Allen Craig, who has shifted down in the order as Jhonny Peralta ascended to cleanup, drove a double to right field. Yasiel Puig slammed into the padded wall in an attempt to catch the ball that caromed away from him and allowed Craig to reach second with a two-out double. Center fielder Jon Jay followed with a single to left field that Matt Kemp fielded off a hop and in stride. Kemp, a former Gold Glove winner in center who has been shifted to the corner this season, threw an arrow to home plate that arrived just as Craig did.

Butera had his feet in fair territory before the ball arrived, though whether he gave Craig a clear lane to home plate was debatable from the Cardinals’ perspective. The ball had arrived at the same time as Craig allowing Butera, by rule, to shift over and block the plate.

He went for the tag.

Butera’s glove scraped Craig’s rib cage as the Cardinals’ outfielder reached out for the plate. The tag was there in time. Craig popped up to argue with home plate umpire Vic Carapazza. Matheny squeezed between his player and the umpire to make the same argument — that Butera had not given Craig the required space to reach home plate without a collision. Matheny has been one of the vocal proponents for the rule, experimental rule 7.13, that limits the possibilities of collision at home. It was his advocacy during last year’s winter meetings that sped the rule into the game within six months.
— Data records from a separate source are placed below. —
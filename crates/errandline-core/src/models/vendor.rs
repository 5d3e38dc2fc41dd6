//! Vendor-side payloads: catalogue items, order book and dashboard.

use serde::{Deserialize, Serialize};
use serde_json::Value;

use super::de::{self, value_as_f64};
use super::order::{Order, OrderCollection};
use super::user::UserData;

/// Item price. Laundry vendors price each service separately; everyone else
/// has one flat price.
#[derive(Debug, Clone, PartialEq, Serialize)]
#[serde(untagged)]
pub enum ItemPrice {
    Flat(f64),
    Laundry {
        #[serde(skip_serializing_if = "Option::is_none")]
        wash: Option<f64>,
        #[serde(skip_serializing_if = "Option::is_none")]
        iron: Option<f64>,
        #[serde(skip_serializing_if = "Option::is_none")]
        starch: Option<f64>,
    },
}

impl<'de> Deserialize<'de> for ItemPrice {
    fn deserialize<D>(deserializer: D) -> Result<Self, D::Error>
    where
        D: serde::Deserializer<'de>,
    {
        use serde::de::Error;

        let value = Value::deserialize(deserializer)?;
        if let Value::Object(map) = &value {
            let service = |name: &str| map.get(name).and_then(value_as_f64);
            return Ok(ItemPrice::Laundry {
                wash: service("wash"),
                iron: service("iron"),
                starch: service("starch"),
            });
        }
        value_as_f64(&value)
            .map(ItemPrice::Flat)
            .ok_or_else(|| D::Error::custom(format!("invalid item price: {}", value)))
    }
}

impl ItemPrice {
    /// Price lines for display, e.g. `[("Wash", 500.0), ("Iron", 300.0)]`.
    pub fn lines(&self) -> Vec<(&'static str, f64)> {
        match self {
            ItemPrice::Flat(price) => vec![("Price", *price)],
            ItemPrice::Laundry { wash, iron, starch } => [("Wash", wash), ("Iron", iron), ("Starch", starch)]
                .into_iter()
                .filter_map(|(label, price)| price.map(|p| (label, p)))
                .collect(),
        }
    }
}

#[derive(Debug, Clone, PartialEq, Serialize, Deserialize)]
pub struct VendorItem {
    #[serde(deserialize_with = "de::id")]
    pub id: i64,
    #[serde(default)]
    pub name: Option<String>,
    #[serde(default)]
    pub description: Option<String>,
    #[serde(default)]
    pub price: Option<ItemPrice>,
    #[serde(default)]
    pub image: Option<String>,
}

/// Vendor record returned by `/vendor/show`, including the item catalogue.
#[derive(Debug, Clone, PartialEq, Serialize, Deserialize)]
pub struct VendorProfile {
    #[serde(default, deserialize_with = "de::opt_id")]
    pub id: Option<i64>,
    #[serde(default)]
    pub name: Option<String>,
    #[serde(default, alias = "serviceType")]
    pub service_type: Option<String>,
    #[serde(default)]
    pub address: Option<String>,
    #[serde(default, deserialize_with = "de::null_default")]
    pub items: Vec<VendorItem>,
}

impl VendorProfile {
    pub fn is_laundry(&self) -> bool {
        self.service_type
            .as_deref()
            .map(|s| s.eq_ignore_ascii_case("laundry"))
            .unwrap_or(false)
    }
}

/// The vendor order list with its aggregate stats.
#[derive(Debug, Clone, Default, PartialEq, Serialize, Deserialize)]
pub struct VendorOrderBook {
    #[serde(default, deserialize_with = "de::null_default")]
    pub orders: Vec<Order>,
    #[serde(default, alias = "totalOrderCount", deserialize_with = "de::count")]
    pub total_order_count: u64,
    #[serde(default, alias = "totalAmountSpent", deserialize_with = "de::opt_amount")]
    pub total_amount_spent: Option<f64>,
}

impl OrderCollection for VendorOrderBook {
    fn orders(&self) -> &[Order] {
        &self.orders
    }

    fn orders_mut(&mut self) -> &mut Vec<Order> {
        &mut self.orders
    }
}

/// Vendor home screen: refreshed account record plus recent orders.
#[derive(Debug, Clone, Default, PartialEq, Serialize, Deserialize)]
pub struct VendorDashboard {
    #[serde(default)]
    pub user: Option<UserData>,
    #[serde(default, deserialize_with = "de::null_default")]
    pub orders: Vec<Order>,
}

impl OrderCollection for VendorDashboard {
    fn orders(&self) -> &[Order] {
        &self.orders
    }

    fn orders_mut(&mut self) -> &mut Vec<Order> {
        &mut self.orders
    }
}

#[cfg(test)]
mod tests {
    use super::*;

    #[test]
    fn test_parse_vendor_profile_with_mixed_prices() {
        let json = r#"{
            "id": 4,
            "name": "Fresh Fold",
            "serviceType": "Laundry",
            "items": [
                {"id": 1, "name": "Shirt", "price": {"wash": "500", "iron": 300}},
                {"id": 2, "name": "Duvet", "price": "2500.00"},
                {"id": 3, "name": "Cap", "price": null}
            ]
        }"#;
        let vendor: VendorProfile = serde_json::from_str(json).unwrap();
        assert!(vendor.is_laundry());
        assert_eq!(vendor.items.len(), 3);
        assert_eq!(
            vendor.items[0].price,
            Some(ItemPrice::Laundry { wash: Some(500.0), iron: Some(300.0), starch: None })
        );
        assert_eq!(vendor.items[1].price, Some(ItemPrice::Flat(2500.0)));
        assert_eq!(vendor.items[2].price, None);
        assert_eq!(
            vendor.items[0].price.as_ref().unwrap().lines(),
            vec![("Wash", 500.0), ("Iron", 300.0)]
        );
    }

    #[test]
    fn test_parse_order_book_stats() {
        let json = r#"{"orders": null, "totalOrderCount": 7, "totalAmountSpent": "10250.50"}"#;
        let book: VendorOrderBook = serde_json::from_str(json).unwrap();
        assert!(book.orders.is_empty());
        assert_eq!(book.total_order_count, 7);
        assert_eq!(book.total_amount_spent, Some(10250.5));
    }

    #[test]
    fn test_parse_order_book_count_as_string_or_null() {
        let book: VendorOrderBook =
            serde_json::from_str(r#"{"orders": [], "totalOrderCount": "12"}"#).unwrap();
        assert_eq!(book.total_order_count, 12);

        let book: VendorOrderBook =
            serde_json::from_str(r#"{"orders": [], "totalOrderCount": null}"#).unwrap();
        assert_eq!(book.total_order_count, 0);
    }

    #[test]
    fn test_item_price_round_trips_through_cache() {
        let price = ItemPrice::Laundry { wash: Some(500.0), iron: None, starch: Some(100.0) };
        let json = serde_json::to_string(&price).unwrap();
        assert_eq!(serde_json::from_str::<ItemPrice>(&json).unwrap(), price);
    }
}
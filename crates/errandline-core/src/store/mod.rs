//! Persistent key-value storage.
//!
//! Everything the client persists (session fields, push-token bookkeeping,
//! cached API payloads) goes through the `KeyValueStore` trait as plain
//! string values under string keys. Two implementations are provided:
//!
//! - `FileStore`: one file per key in a directory, for on-device use
//! - `MemoryStore`: a process-local map, for tests and ephemeral sessions

pub mod file;
pub mod memory;

pub use file::FileStore;
pub use memory::MemoryStore;

use anyhow::Result;

/// String-keyed, string-valued persistent storage.
///
/// Implementations must be safe to share across tasks. Individual operations
/// are atomic per key; there is no multi-key transaction.
pub trait KeyValueStore: Send + Sync {
    fn get(&self, key: &str) -> Result<Option<String>>;

    fn set(&self, key: &str, value: &str) -> Result<()>;

    /// Remove a key. Removing a missing key is not an error.
    fn remove(&self, key: &str) -> Result<()>;

    /// List all keys currently stored.
    fn keys(&self) -> Result<Vec<String>>;

    /// Read several keys as one logical snapshot.
    fn multi_get(&self, keys: &[&str]) -> Result<Vec<Option<String>>> {
        keys.iter().map(|key| self.get(key)).collect()
    }

    /// Remove several keys. Every key is attempted; the first error is returned.
    fn multi_remove(&self, keys: &[&str]) -> Result<()> {
        let mut first_error = None;
        for key in keys {
            if let Err(e) = self.remove(key) {
                if first_error.is_none() {
                    first_error = Some(e);
                }
            }
        }
        match first_error {
            Some(e) => Err(e),
            None => Ok(()),
        }
    }
}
Matheny could not issue a manager’s challenge for the call at the plate, but convinced the umpires to consider the replay themselves with a crew-chief review based on Rule 7.13.

It took 1 minute, 18 seconds for the umpires to receive word from the replay headquarters in New York that upheld the call on the field. Butera was fine. Craig was out.
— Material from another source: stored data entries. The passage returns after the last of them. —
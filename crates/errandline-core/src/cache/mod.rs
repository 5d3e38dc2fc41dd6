//! Local caching module for offline data access.
//!
//! This module provides the `CacheManager` for storing the last successful
//! fetch of each resource. Entries live in the shared key-value store as
//! timestamped JSON and are never considered stale; the timestamp only feeds
//! "last updated" labels.

pub mod manager;

pub use manager::{CacheAges, CacheManager, CachedData};
use serde::Deserialize;
use thiserror::Error;

/// Shown when the request never got a response.
pub const CONNECTIVITY_MESSAGE: &str =
    "Unable to connect to the server. Please check your internet connection.";

/// Shown when the server gave no usable message.
pub const GENERIC_MESSAGE: &str = "Something went wrong. Please try again.";

#[derive(Error, Debug)]
pub enum ApiError {
    #[error("Unauthorized - session expired or revoked")]
    Unauthorized,

    #[error("Access denied: {0}")]
    AccessDenied(String),

    #[error("Resource not found: {0}")]
    NotFound(String),

    #[error("Validation failed: {0}")]
    Validation(String),

    #[error("Request failed with status {status}: {message}")]
    Request { status: u16, message: String },

    #[error("Server error: {0}")]
    ServerError(String),

    #[error("Request rejected: {0}")]
    Rejected(String),

    #[error("Network error: {0}")]
    Network(#[from] reqwest::Error),

    #[error("Invalid response: {0}")]
    InvalidResponse(String),

    #[error("Configuration error: {0}")]
    Config(String),
}

/// Maximum length for error response bodies in error messages
const MAX_ERROR_BODY_LENGTH: usize = 500;

#[derive(Deserialize)]
struct ErrorBody {
    #[serde(default)]
    message: Option<String>,
}

impl ApiError {
    /// Truncate a response body to avoid logging excessive data
    pub(crate) fn truncate_body(body: &str) -> String {
        if body.len() <= MAX_ERROR_BODY_LENGTH {
            return body.to_string();
        }
        let mut end = MAX_ERROR_BODY_LENGTH;
        while !body.is_char_boundary(end) {
            end -= 1;
        }
        format!("{}... (truncated, {} total bytes)", &body[..end], body.len())
    }

    /// The `message` field of a JSON error body, if any.
    pub(crate) fn server_message(body: &str) -> Option<String> {
        serde_json::from_str::<ErrorBody>(body)
            .ok()
            .and_then(|b| b.message)
            .map(|m| m.trim().to_string())
            .filter(|m| !m.is_empty())
    }

    /// Map a non-success status to an error. Carries the server's message
    /// when the body has one; otherwise the message is empty.
    pub fn from_status(status: reqwest::StatusCode, body: &str) -> Self {
        let message = Self::server_message(body).unwrap_or_default();
        match status.as_u16() {
            401 => ApiError::Unauthorized,
            403 => ApiError::AccessDenied(message),
            404 => ApiError::NotFound(message),
            422 => ApiError::Validation(message),
            500..=599 => ApiError::ServerError(message),
            code => ApiError::Request { status: code, message },
        }
    }

    pub fn is_unauthorized(&self) -> bool {
        matches!(self, ApiError::Unauthorized)
    }

    /// The request never produced an HTTP response.
    pub fn is_connectivity(&self) -> bool {
        match self {
            ApiError::Network(e) => !e.is_status() && !e.is_decode(),
            _ => false,
        }
    }

    /// Text for an error notification.
    pub fn user_message(&self) -> String {
        let message = match self {
            ApiError::Unauthorized => return "Session expired. Please log in again.".to_string(),
            ApiError::Network(_) => return CONNECTIVITY_MESSAGE.to_string(),
            ApiError::AccessDenied(m)
            | ApiError::NotFound(m)
            | ApiError::Validation(m)
            | ApiError::ServerError(m)
            | ApiError::Rejected(m)
            | ApiError::Request { message: m, .. } => m.as_str(),
            ApiError::InvalidResponse(_) | ApiError::Config(_) => "",
        };
        if message.is_empty() {
            GENERIC_MESSAGE.to_string()
        } else {
            message.to_string()
        }
    }
}

#[cfg(test)]
mod tests {
    use super::*;
    use reqwest::StatusCode;

    #[test]
    fn test_from_status_maps_codes() {
        assert!(ApiError::from_status(StatusCode::UNAUTHORIZED, "").is_unauthorized());
        assert!(matches!(
            ApiError::from_status(StatusCode::UNPROCESSABLE_ENTITY, r#"{"message": "Amount too low"}"#),
            ApiError::Validation(m) if m == "Amount too low"
        ));
        assert!(matches!(
            ApiError::from_status(StatusCode::BAD_GATEWAY, "<html>"),
            ApiError::ServerError(m) if m.is_empty()
        ));
        assert!(matches!(
            ApiError::from_status(StatusCode::BAD_REQUEST, "{}"),
            ApiError::Request { status: 400, .. }
        ));
    }

    #[test]
    fn test_user_message_prefers_server_text() {
        let err = ApiError::from_status(StatusCode::FORBIDDEN, r#"{"status": false, "message": " Not your order "}"#);
        assert_eq!(err.user_message(), "Not your order");

        let err = ApiError::from_status(StatusCode::INTERNAL_SERVER_ERROR, "oops");
        assert_eq!(err.user_message(), GENERIC_MESSAGE);
    }

    #[test]
    fn test_truncate_body_respects_char_boundaries() {
        let body = "é".repeat(400);
        let truncated = ApiError::truncate_body(&body);
        assert!(truncated.ends_with("(truncated, 800 total bytes)"));
        assert_eq!(ApiError::truncate_body("short"), "short");
    }
}
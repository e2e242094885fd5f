//! Read-only projected views for the query boundary

use serde::{Deserialize, Serialize};

use doxa_core::EmotionalSignature;

use crate::behavior::BehaviorPattern;
use crate::projector::PersonalityState;

/// Immutable view of an agent's externally observable state. Published as a
/// whole after each pipeline step; readers never see a partial update.
#[derive(Debug, Clone, Serialize, Deserialize)]
pub struct PersonalityView {
    pub traits: Vec<(String, f32)>,
    pub baseline: EmotionalSignature,
    pub patterns: Vec<BehaviorPattern>,
    pub active_beliefs: usize,
}

impl PersonalityView {
    pub fn of(
        state: &PersonalityState,
        patterns: &[BehaviorPattern],
        active_beliefs: usize,
    ) -> Self {
        Self {
            traits: state
                .traits
                .iter()
                .map(|(name, value)| (name.clone(), *value))
                .collect(),
            baseline: state.baseline,
            patterns: patterns.to_vec(),
            active_beliefs,
        }
    }
}
//! Conflict Resolver - selection or synthesis between competing beliefs
//!
//! Two active beliefs conflict when they talk about the same thing with
//! opposing valence. Resolution is a pure function of the two snapshots and
//! always yields a result: strengths within the resolution epsilon merge into
//! a synthesized belief; otherwise the stronger side survives unchanged and
//! the weaker is marked superseded. Inputs are ordered canonically first, so
//! resolve(a, b) and resolve(b, a) produce content-equivalent outcomes.

use chrono::{DateTime, Utc};
use uuid::Uuid;

use doxa_core::{Belief, DoxaConfig, EmotionalSignature, Similarity};

/// Whether two beliefs compete: similar content, opposing valence.
/// Superseded beliefs never conflict - they already lost.
pub fn in_conflict(
    a: &Belief,
    b: &Belief,
    similarity: &dyn Similarity,
    config: &DoxaConfig,
) -> bool {
    if a.superseded || b.superseded || a.id == b.id {
        return false;
    }
    let dead_zone = config.tunables.conflict_dead_zone;
    let va = a.signature.valence;
    let vb = b.signature.valence;
    if va.abs() < dead_zone || vb.abs() < dead_zone || (va > 0.0) == (vb > 0.0) {
        return false;
    }
    similarity.score(&a.content, &b.content) >= config.tunables.similarity_threshold
}

/// Outcome of resolving one conflict.
#[derive(Debug, Clone)]
pub enum Resolution {
    /// Strengths were within the resolution epsilon: a synthesized belief
    /// replaces the stronger side's node; the weaker side is superseded.
    Merged { merged: Belief, superseded: Uuid },

    /// One side dominated: it survives unchanged, the other is superseded.
    Selected { winner: Uuid, superseded: Uuid },
}

impl Resolution {
    pub fn superseded_id(&self) -> Uuid {
        match self {
            Resolution::Merged { superseded, .. } => *superseded,
            Resolution::Selected { superseded, .. } => *superseded,
        }
    }
}

/// Resolve a conflict between two belief snapshots.
pub fn resolve(a: &Belief, b: &Belief, now: DateTime<Utc>, config: &DoxaConfig) -> Resolution {
    // Canonical order: strength descending, id ascending on ties. Everything
    // after this point only sees (stronger, weaker), which is what makes the
    // operation symmetric in its arguments.
    let (stronger, weaker) = if b.strength() > a.strength()
        || (b.strength() == a.strength() && b.id < a.id)
    {
        (b, a)
    } else {
        (a, b)
    };

    if (stronger.strength() - weaker.strength()).abs() < config.tunables.resolution_epsilon {
        let merged = synthesize(stronger, weaker, now);
        tracing::info!(
            merged = %merged.id,
            superseded = %weaker.id,
            "Conflict within resolution epsilon, synthesized merge"
        );
        Resolution::Merged {
            merged,
            superseded: weaker.id,
        }
    } else {
        tracing::info!(
            winner = %stronger.id,
            superseded = %weaker.id,
            "Conflict resolved by selection"
        );
        Resolution::Selected {
            winner: stronger.id,
            superseded: weaker.id,
        }
    }
}

/// Build the merged belief. Keeps the stronger side's identity and content so
/// existing edges and behavior-pattern dependencies stay valid.
fn synthesize(stronger: &Belief, weaker: &Belief, now: DateTime<Utc>) -> Belief {
    let mut merged = stronger.clone();

    merged.confidence = stronger.confidence.max(weaker.confidence);
    merged.signature = EmotionalSignature::weighted_mean(
        &stronger.signature,
        stronger.confidence,
        &weaker.signature,
        weaker.confidence,
    );

    // Evidence union: stronger side's trail first, then the weaker side's,
    // deduplicated while preserving first occurrence.
    for id in &weaker.evidence.feelings {
        if !merged.evidence.feelings.contains(id) {
            merged.evidence.feelings.push(*id);
        }
    }
    for id in &weaker.evidence.contexts {
        if !merged.evidence.contexts.contains(id) {
            merged.evidence.contexts.push(*id);
        }
    }
    merged.sources.primary.extend(weaker.sources.primary.iter().copied());
    merged
        .sources
        .supporting
        .extend(weaker.sources.supporting.iter().copied());

    merged.version = stronger.version.max(weaker.version) + 1;
    merged.adaptability = stronger.adaptability.max(weaker.adaptability);
    merged.trust_score = stronger.trust_score.max(weaker.trust_score);
    merged.formed_at = stronger.formed_at.min(weaker.formed_at);
    merged.last_updated = now;
    merged.superseded = false;
    merged
}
The game remained a scoreless tie.

In his first start back from a hiatus to address tendinitis in his right elbow, Wainwright struck out seven and allowed one run through eight innings to win his 10th game. Another five days removed from the break, Wainwright was even better. The Cardinals’ ace misfired only to the first batter he faced — Dee Gordon drew a leadoff walk in the first inning — but then retired the next 15 batters he faced. Wainwright did not allow a hit until the sixth inning when No. 8 hitter Rojas skipped a groundball single to left field. Wainwright had four strikeouts at that point, including a called strike three with a cutter against Puig to open the fourth.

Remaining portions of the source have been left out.